Милли наклоняется за разбросанными вещами и медленно выкладывает в ряд на столе всю эту совершенно не нужную ей чепуху. Она же вообще не из тех, кто гоняется за материальным. На свете очень мало вещей, имеющих для нее какую-то ценность: старая фотография Кевина, которую когда-то показал ей Питер, молитвенник, оставшийся с похорон малышки Морин, фамильное обручальное кольцо Питера с обрамленным бриллиантами изумрудом — стоит кучу денег, между прочим.
— Так что, я иду говорить с сержантом О’Коннором? — спрашивает Кевин.
— Ладно, — кивает Милли. — Пусть так. Разберемся со всем, когда я вернусь из Америки.

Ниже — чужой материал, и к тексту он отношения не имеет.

use serde_json::Error as SerdeJsonError;
use thiserror::Error;
use zip::result::ZipError;

#[derive(Error, Debug)]
pub enum AppError {
    #[error("I/O error: {0}")]
    Io(#[from] std::io::Error),

    #[error("Configuration error: {0}")]
    Config(#[from] config::ConfigError),

    #[error("JSON error: {0}")]
    Json(#[from] SerdeJsonError),

    #[error("Image error: {0}")]
    Image(#[from] image::ImageError),

    #[error("Archive error: {0}")]
    Zip(#[from] ZipError),

    #[error("HTTP error: {0}")]
    Http(#[from] reqwest::Error),

    #[error("Render error: {0}")]
    Render(String),

    #[error("Validation error: {0}")]
    Validation(String),
}

impl AppError {
    pub fn validation(msg: impl Into<String>) -> Self {
        AppError::Validation(msg.into())
    }
}
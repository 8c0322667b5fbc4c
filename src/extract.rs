use lazy_static::lazy_static;
use regex::Regex;

lazy_static! {
    static ref TITLE_RE: Regex = Regex::new(r"(?i)<title>(.*?)</title>").unwrap();
    static ref H1_RE: Regex = Regex::new(r"(?i)<h1[^>]*>(.*?)</h1>").unwrap();
    static ref H2_RE: Regex = Regex::new(r"(?i)<h2[^>]*>(.*?)</h2>").unwrap();
    static ref META_DESC_RE: Regex =
        Regex::new(r#"(?i)<meta name="description" content="(.*?)""#).unwrap();
    static ref P_RE: Regex = Regex::new(r"(?i)<p[^>]*>(.*?)</p>").unwrap();
    static ref INNER_TAG_RE: Regex = Regex::new(r"<[^>]*>").unwrap();
}

pub const GENERIC_DESCRIPTION: &str = "An annotated image shared via Annotation Hub";

const DESCRIPTION_LIMIT: usize = 160;

fn strip_tags(fragment: &str) -> String {
    INNER_TAG_RE.replace_all(fragment, "").trim().to_string()
}

fn first_capture<'a>(re: &Regex, html: &'a str) -> Option<&'a str> {
    re.captures(html)
        .and_then(|caps| caps.get(1))
        .map(|m| m.as_str())
}

// Best-effort pattern matching on raw text, not a structural parse. Matches
// stay within a single line, so titles split across lines fall through to
// the next tier.
pub fn extract_title(html: &str, fallback: &str) -> String {
    log::trace!("Extracting title, fallback: {}", fallback);
    let matched = first_capture(&TITLE_RE, html)
        .or_else(|| first_capture(&H1_RE, html))
        .or_else(|| first_capture(&H2_RE, html));

    match matched {
        Some(fragment) => {
            let title = strip_tags(fragment);
            log::debug!("Extracted title: {}", title);
            title
        }
        None => {
            log::debug!("No title pattern matched, using fallback: {}", fallback);
            fallback.to_string()
        }
    }
}

pub fn extract_description(html: &str, explicit: Option<&str>) -> String {
    if let Some(given) = explicit {
        if !given.trim().is_empty() {
            return given.trim().to_string();
        }
    }

    if let Some(fragment) = first_capture(&META_DESC_RE, html) {
        let description = strip_tags(fragment);
        if !description.is_empty() {
            log::debug!("Using meta description: {}", description);
            return description;
        }
    }

    if let Some(fragment) = first_capture(&P_RE, html) {
        let text = strip_tags(fragment);
        if !text.is_empty() {
            let truncated: String = text.chars().take(DESCRIPTION_LIMIT).collect();
            log::debug!("Using first paragraph as description");
            return format!("{}...", truncated);
        }
    }

    log::debug!("No description found, using generic sentence");
    GENERIC_DESCRIPTION.to_string()
}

— Ну нет, мама, — говорит Кевин, отводя взгляд. — Боюсь, с Америкой придется подождать.
5
Когда Кевин распахивает входную дверь и решительным шагом входит в прихожую, заваленную всяким хламом (тут и грязные туфли, и в придачу — японский бог! — забытая миска кукурузных хлопьев), его встречают лишь два полосатых питомца Грейс — кот Беккет и кошка по имени Кошка, из которых ни один к нему особой приязни не питает. Они мяукают и наперебой трутся о штанины. Кевин вздыхает: и тут он уже кому-то нужен. Эйдин даже кошек не покормила. И на звонки не отвечала, а он трижды пытался дозвониться до нее, прежде чем везти мать, слава богу, примолкшую, обратно в Маргит. Ответом было лишь хамское сообщение голосовой почты: «Это я. Ты знаешь, что делать». Бип. После третьей попытки Кевин наконец отрезал: «Ты тоже знаешь», и яростно щелкнул пальцем по красной трубке на экране мобильного телефона. Это нисколько не помогло выпустить пар. То ли дело раньше — хоть трубку можно было швырнуть. Кевин представляет, что сейчас делает дочь: сидит с хмурым видом наверху, не замечая вокруг себя ничего, кроме экрана ноутбука, и истязает свои нежные барабанные перепонки блеянием какого-то безмозглого и бездарного сопляка.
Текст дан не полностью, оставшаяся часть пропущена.